Keywords: cardiac rejection, detection of single macrophage, micrometer-sized iron oxide particle, nanometer-sized iron oxide particle

The ability to noninvasively track cell migration, cell homing, and cellular fate in vivo is of pivotal importance for understanding the complex roles that different cells play in biology and cellular medicine. Immune cells, such as macrophages, play crucial roles in many pathophysiological processes, including organ rejection, inflammation, autoimmune diseases, and development of coronary heart diseases, as well as numerous neurological disorders. MRI allows noninvasive functional assessment and visualization of anatomy in vivo with very high spatial resolution. MRI also has the advantages over other imaging modalities of having excellent soft tissue contrast, no need to administer radioactive isotopes, and good deep tissue penetration. There is rapid growth in using MRI for cellular and molecular imaging. Numerous studies have demonstrated wide applications and great potential impact on biological and medical sciences, including tracking stem cells after transplantation (1–5); repairing myocardial infarction (6), muscular disorders (7), and stroke (8, 9); tracking stem cells in neovasculature of early glioma as a means for cancer detection and gene therapy (10); monitoring inflammation (11, 12); detecting early graft rejection (13); and visualizing gene expression (14, 15). For a recent review, see ref. 16.

Although gadolinium-based contrast agents (17) play an important role in molecular and cellular imaging, most cellular MRI studies rely on the superior relaxivity of superparamagnetic iron oxide (SPIO) or ultra-small superparamagnetic iron oxide (USPIO) nanoparticles for imaging contrast. Cells containing a significant number of these agents are observed by a localized area of hypointensity in T*₂-weighted MRI images. These contrast agents are composed of an iron oxide core usually with a dextran coating ranging in size from 20 to 30 nm (USPIO) to a few hundred nm (SPIO). Single cells labeled with SPIO or USPIO particles can be visualized with ex vivo MRI (18, 19), but not in vivo. Recently, it has been reported that, with much larger micrometer-sized spheres containing iron oxide (20, 21), single particles can be visualized by MRI. Referred to here as MPIO (micrometer-sized paramagnetic iron oxide) particles, these particles are highly effective T*₂ contrast agents composed of polystyrene/divinyl benzene polymer microspheres containing a magnetite (iron oxide) core.

In this study, we have explored the possibility of using MRI to noninvasively monitor individual immune cells, primarily macrophages, in vivo, after heart and lung transplantation. The gold standard for rejection surveillance after organ transplantation is biopsy, which not only is invasive, but also is prone to sampling errors (22, 23).

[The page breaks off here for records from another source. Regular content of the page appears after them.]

use serde::{Deserialize, Serialize};

use crate::error::GeodesyError;
use crate::point::Point;

/// An ordered polyline of at least two points, e.g. a fault profile.
#[derive(Debug, Clone, PartialEq, Serialize, Deserialize)]
pub struct Line {
    points: Vec<Point>,
}

impl Line {
    pub fn new(points: Vec<Point>) -> Result<Self, GeodesyError> {
        if points.len() < 2 {
            return Err(GeodesyError::TooFewPoints {
                found: points.len(),
            });
        }
        Ok(Self { points })
    }

    pub fn points(&self) -> &[Point] {
        &self.points
    }

    pub fn num_points(&self) -> usize {
        self.points.len()
    }

    /// Total 3-D length (km).
    pub fn get_length(&self) -> f64 {
        self.points.windows(2).map(|w| w[0].distance(&w[1])).sum()
    }

    /// Azimuth from the first to the last point.
    pub fn get_azimuth(&self) -> f64 {
        self.points[0].azimuth(&self.points[self.points.len() - 1])
    }

    /// Resample into `npoints` points equally spaced along the 3-D length.
    ///
    /// The first and last points are kept exactly.
    pub fn resample_to_num_points(&self, npoints: usize) -> Result<Self, GeodesyError> {
        if npoints < 2 {
            return Err(GeodesyError::TooFewPoints { found: npoints });
        }
        let mut cumulative = Vec::with_capacity(self.points.len());
        let mut total = 0.0;
        cumulative.push(0.0);
        for w in self.points.windows(2) {
            total += w[0].distance(&w[1]);
            cumulative.push(total);
        }

        let last = self.points.len() - 1;
        let mut resampled = Vec::with_capacity(npoints);
        let mut seg = 0;
        for k in 0..npoints {
            if k == npoints - 1 {
                resampled.push(self.points[last]);
                break;
            }
            let target = total * k as f64 / (npoints - 1) as f64;
            while seg < last - 1 && cumulative[seg + 1] < target {
                seg += 1;
            }
            let (a, b) = (self.points[seg], self.points[seg + 1]);
            let seg_len = cumulative[seg + 1] - cumulative[seg];
            let frac = if seg_len > 0.0 {
                ((target - cumulative[seg]) / seg_len).clamp(0.0, 1.0)
            } else {
                0.0
            };
            let hdist = a.horizontal_distance(&b) * frac;
            let vdist = (b.depth - a.depth) * frac;
            resampled.push(if hdist > 0.0 {
                a.point_at(hdist, vdist, a.azimuth(&b))
            } else {
                Point::new(a.longitude, a.latitude, a.depth + vdist)
            });
        }
        Ok(Self { points: resampled })
    }
}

Therefore, a noninvasive alternative that can complement biopsy is highly desirable. This study employs a rodent heterotopic working-heart and lung transplantation model for studying acute graft rejection (24).

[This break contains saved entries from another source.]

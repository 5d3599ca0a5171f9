//! Ceremony payload: what ceremony to run and the inputs it needs.

use std::fmt;
use std::str::FromStr;

use serde::{Deserialize, Serialize};

use crate::ceremony::roster::Roster;
use crate::ceremony::types::CeremonyKind;
use crate::error::PayloadError;

/// Length of the message digest signed by a `SignOffline` ceremony.
pub const DIGEST_LEN: usize = 32;

/// 32-byte identifier scoping one ceremony instance.
///
/// Serializes as a JSON array of 32 numbers.
#[derive(Debug, Clone, Copy, PartialEq, Eq, Hash, PartialOrd, Ord, Serialize, Deserialize)]
#[serde(transparent)]
pub struct PayloadId([u8; 32]);

impl PayloadId {
    pub const fn new(bytes: [u8; 32]) -> Self {
        Self(bytes)
    }

    pub fn as_bytes(&self) -> &[u8; 32] {
        &self.0
    }

    pub fn to_hex(&self) -> String {
        hex::encode(self.0)
    }
}

impl From<[u8; 32]> for PayloadId {
    fn from(bytes: [u8; 32]) -> Self {
        Self(bytes)
    }
}

impl fmt::Display for PayloadId {
    fn fmt(&self, f: &mut fmt::Formatter<'_>) -> fmt::Result {
        f.write_str(&self.to_hex())
    }
}

impl FromStr for PayloadId {
    type Err = String;

    fn from_str(s: &str) -> Result<Self, Self::Err> {
        let bytes = hex::decode(s.trim()).map_err(|e| format!("Invalid payload id hex: {e}"))?;
        let bytes: [u8; 32] = bytes
            .try_into()
            .map_err(|b: Vec<u8>| format!("Invalid payload id length: expected 32, got {}", b.len()))?;
        Ok(Self(bytes))
    }
}

/// Inputs of a signing ceremony over a key from a prior key generation.
#[derive(Debug, Clone, PartialEq, Eq, Serialize, Deserialize)]
pub struct SignOffline {
    /// Digest to sign. Kept as raw bytes so a wrong length surfaces as a typed error.
    pub message: Vec<u8>,
    /// Payload id of the key generation ceremony that produced the key.
    pub keygen_id: PayloadId,
    /// Roster that ran that key generation, in key generation order.
    pub keygen_peers: Roster,
}

impl SignOffline {
    pub fn new(message: [u8; DIGEST_LEN], keygen_id: PayloadId, keygen_peers: Roster) -> Self {
        Self {
            message: message.to_vec(),
            keygen_id,
            keygen_peers,
        }
    }

    /// The message as a fixed-size digest, if it has the right length.
    pub fn digest(&self) -> Option<[u8; DIGEST_LEN]> {
        self.message.as_slice().try_into().ok()
    }

    /// Checks that need nothing but the payload itself.
    pub fn validate_shape(&self) -> Result<(), PayloadError> {
        match self.message.len() {
            0 => return Err(PayloadError::EmptyMessage),
            DIGEST_LEN => {}
            actual => {
                return Err(PayloadError::InvalidDigestLength {
                    expected: DIGEST_LEN,
                    actual,
                });
            }
        }
        if self.keygen_peers.is_empty() {
            return Err(PayloadError::EmptyKeygenRoster);
        }
        Ok(())
    }

    /// Full validation against the roster recorded for `keygen_id`.
    ///
    /// The payload cannot resolve `keygen_id` on its own; the caller supplies
    /// the recorded roster.
    pub fn validate(&self, recorded_keygen_roster: &Roster) -> Result<(), PayloadError> {
        self.validate_shape()?;
        if let Some(stray) = self.keygen_peers.first_outside(recorded_keygen_roster) {
            return Err(PayloadError::KeygenRosterMismatch(stray.clone()));
        }
        Ok(())
    }
}

/// What ceremony to run.
///
/// On the wire this is `{"KeyGen": null}` or `{"SignOffline": {...}}`.
#[derive(Debug, Clone, PartialEq, Eq, Serialize, Deserialize)]
#[serde(from = "WirePayload", into = "WirePayload")]
pub enum CeremonyPayload {
    /// Fresh distributed key generation.
    KeyGen,
    /// Signing with a key produced by an earlier `KeyGen`.
    SignOffline(SignOffline),
}

impl CeremonyPayload {
    pub fn kind(&self) -> CeremonyKind {
        match self {
            Self::KeyGen => CeremonyKind::KeyGen,
            Self::SignOffline(_) => CeremonyKind::SignOffline,
        }
    }

    pub fn as_sign_offline(&self) -> Option<&SignOffline> {
        match self {
            Self::SignOffline(sign) => Some(sign),
            Self::KeyGen => None,
        }
    }

    /// Validate the payload.
    ///
    /// `KeyGen` always succeeds. `SignOffline` runs its shape checks, plus the
    /// roster-membership check when the recorded keygen roster is supplied.
    pub fn validate(&self, recorded_keygen_roster: Option<&Roster>) -> Result<(), PayloadError> {
        match (self, recorded_keygen_roster) {
            (Self::KeyGen, _) => Ok(()),
            (Self::SignOffline(sign), Some(roster)) => sign.validate(roster),
            (Self::SignOffline(sign), None) => sign.validate_shape(),
        }
    }
}

// Unit variant written as `{"KeyGen": null}`, matching existing clients.
#[derive(Serialize, Deserialize)]
enum WirePayload {
    KeyGen(()),
    SignOffline(SignOffline),
}

impl From<WirePayload> for CeremonyPayload {
    fn from(wire: WirePayload) -> Self {
        match wire {
            WirePayload::KeyGen(()) => Self::KeyGen,
            WirePayload::SignOffline(sign) => Self::SignOffline(sign),
        }
    }
}

impl From<CeremonyPayload> for WirePayload {
    fn from(payload: CeremonyPayload) -> Self {
        match payload {
            CeremonyPayload::KeyGen => Self::KeyGen(()),
            CeremonyPayload::SignOffline(sign) => Self::SignOffline(sign),
        }
    }
}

Mammalian cells can be labeled with MRI contrast agents either ex vivo or in vivo (in situ) (13). Specific cell types can be labeled with the ex vivo method, in which the cells are isolated, labeled with contrast agent in culture, and then reintroduced back into the body. There are excellent efforts in increasing the cellular loading of MRI contrast agents, including employing transfecting agents (25–28), linking Tat peptide (29, 30), or by receptor-mediated means (31). Alternatively, cells can be labeled in situ, in which the contrast agent is administered intravenously. Although only effective for cell types that can readily phagocytose or endocytose the contrast agent, such as macrophages, this labeling method is convenient and potentially more easily applied to a clinical setting. In this study, direct i.v. injection of an MPIO suspension is used for in vivo labeling of immune cells to noninvasively monitor organ transplant rejection by using MRI.

Results and Discussion

Immune Cells Can Be Labeled with Iron Oxide Particles in Vivo Visualized with MRI.

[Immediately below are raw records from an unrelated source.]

//! Ceremony Coordinator Service
//!
//! HTTP front for key generation and offline signing ceremonies.
//!
//! ## Responsibilities
//!
//! - Authenticate callers and validate ceremony requests
//! - Burn each payload id exactly once in the ledger
//! - Dispatch accepted ceremonies to the signing engine
//! - Return every outcome as a result envelope
//!
//! ## Security
//!
//! - Transport guarded by `INTERNAL_SERVICE_TOKEN`
//! - Per-request ceremony auth via `CEREMONY_AUTH_TOKEN`
//! - Rate limits all endpoints per IP

use actix_governor::Governor;
use actix_web::{App, HttpServer, middleware, web};
use ceremony_coordinator::{
    DefaultCoordinator,
    config::Settings,
    middleware::{InternalAuth, RateLimitConfig, ceremony_limiter_config},
    routes, telemetry,
};
use tracing_actix_web::TracingLogger;

#[actix_web::main]
async fn main() -> std::io::Result<()> {
    // Initialize tracing first
    telemetry::init_tracing();

    // Load and validate settings
    let settings = Settings::from_env();

    if let Err(message) = settings.validate() {
        tracing::error!("{message}");
        std::process::exit(1);
    }

    // Ledger and engine
    let coordinator = match DefaultCoordinator::from_settings(&settings) {
        Ok(c) => c,
        Err(e) => {
            tracing::error!(error = %e, "Failed to create coordinator");
            std::process::exit(1);
        }
    };

    let rate_config = RateLimitConfig::from_settings(&settings);
    let governor_config = match ceremony_limiter_config(&rate_config) {
        Ok(config) => config,
        Err(message) => {
            tracing::error!("{message}");
            std::process::exit(1);
        }
    };
    tracing::info!(
        ceremonies_per_hour = rate_config.ceremonies_per_hour,
        burst = rate_config.burst,
        "Rate limiting enabled"
    );

    let addr = settings.socket_addr();
    tracing::info!(
        addr = %addr,
        ciphersuite = %settings.ciphersuite(),
        persistent_ledger = settings.db_path().is_some(),
        ceremony_auth = settings.auth_token().is_some(),
        "Starting ceremony coordinator"
    );

    let internal_auth = InternalAuth::new(&settings);
    let json_config = routes::json_config(settings.body_limit_bytes());
    let settings_data = web::Data::new(settings);
    let coordinator_data = web::Data::new(coordinator);

    HttpServer::new(move || {
        App::new()
            // Middleware runs in reverse registration order: the last `.wrap`
            // sees a request first.
            // Service token
            .wrap(internal_auth.clone())
            // Default headers
            .wrap(middleware::DefaultHeaders::new().add(("X-Service", "ceremony-coordinator")))
            // Request tracing
            .wrap(TracingLogger::default())
            // Rate limiting (outermost, runs first)
            .wrap(Governor::new(&governor_config))
            // Shared state
            .app_data(settings_data.clone())
            .app_data(coordinator_data.clone())
            .app_data(json_config.clone())
            // Routes
            .configure(routes::health::configure)
            .configure(routes::ceremony::configure)
    })
    .bind(addr)?
    .run()
    .await?;

    // Shutdown tracing
    telemetry::shutdown_tracing();

    Ok(())
}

Immune cells, especially macrophages, have been labeled in vivo by direct i.v. administration of USPIO particles (13, 32–35). Iron oxide particles can be endocytosed by macrophages in circulation, without needing to isolate cells first, and the labeled macrophages can migrate to the rejecting graft. The infiltration of macrophages labeled with MPIOs at the rejection site can be observed noninvasively with MRI. Discrete, punctate, negative contrast can be readily seen throughout the rejecting allograft heart (Fig. 1 A–C) and lung (Fig. 1D) 1 day after i.v. administration of MPIOs on postoperational day (POD) 5 (Fig. 1A) and POD 6 (Fig. 1 B and C). The high-contrast regions in the allografts seem to be punctate and circular in shape, like spots. Each spot of high contrast with the MPIO labeling most likely indicates one or a few iron-laden macrophages that have infiltrated into the rejection site. The area with contrast on POD 5 (Fig. 1A) is smaller and more concentrated toward the outer regions of the left-ventricular (LV) wall than that found on POD 6 (Fig. 1 B and C). The spatial distribution of MPIO-labeled cells is dependent on the degree of rejection. On the contrary, without rejection, no detectable contrast changes are seen in the isograft control (Fig. 1E) on POD 6 with the same labeling and imaging conditions.

Fig. 1. — *In vivo* MRI of allograft hearts and lungs, 1 day after i.v. injection of MPIO particles. (A) Allograft heart on POD 5. (B and C) Allograft heart on POD 6. (D) Allograft lung on POD 6. (E) Isograft heart on POD 6. Shown with 156-μm in-plane resolution at 4.7 Tesla by using a Bruker Biospec AVANCE-DBX MRI instrument.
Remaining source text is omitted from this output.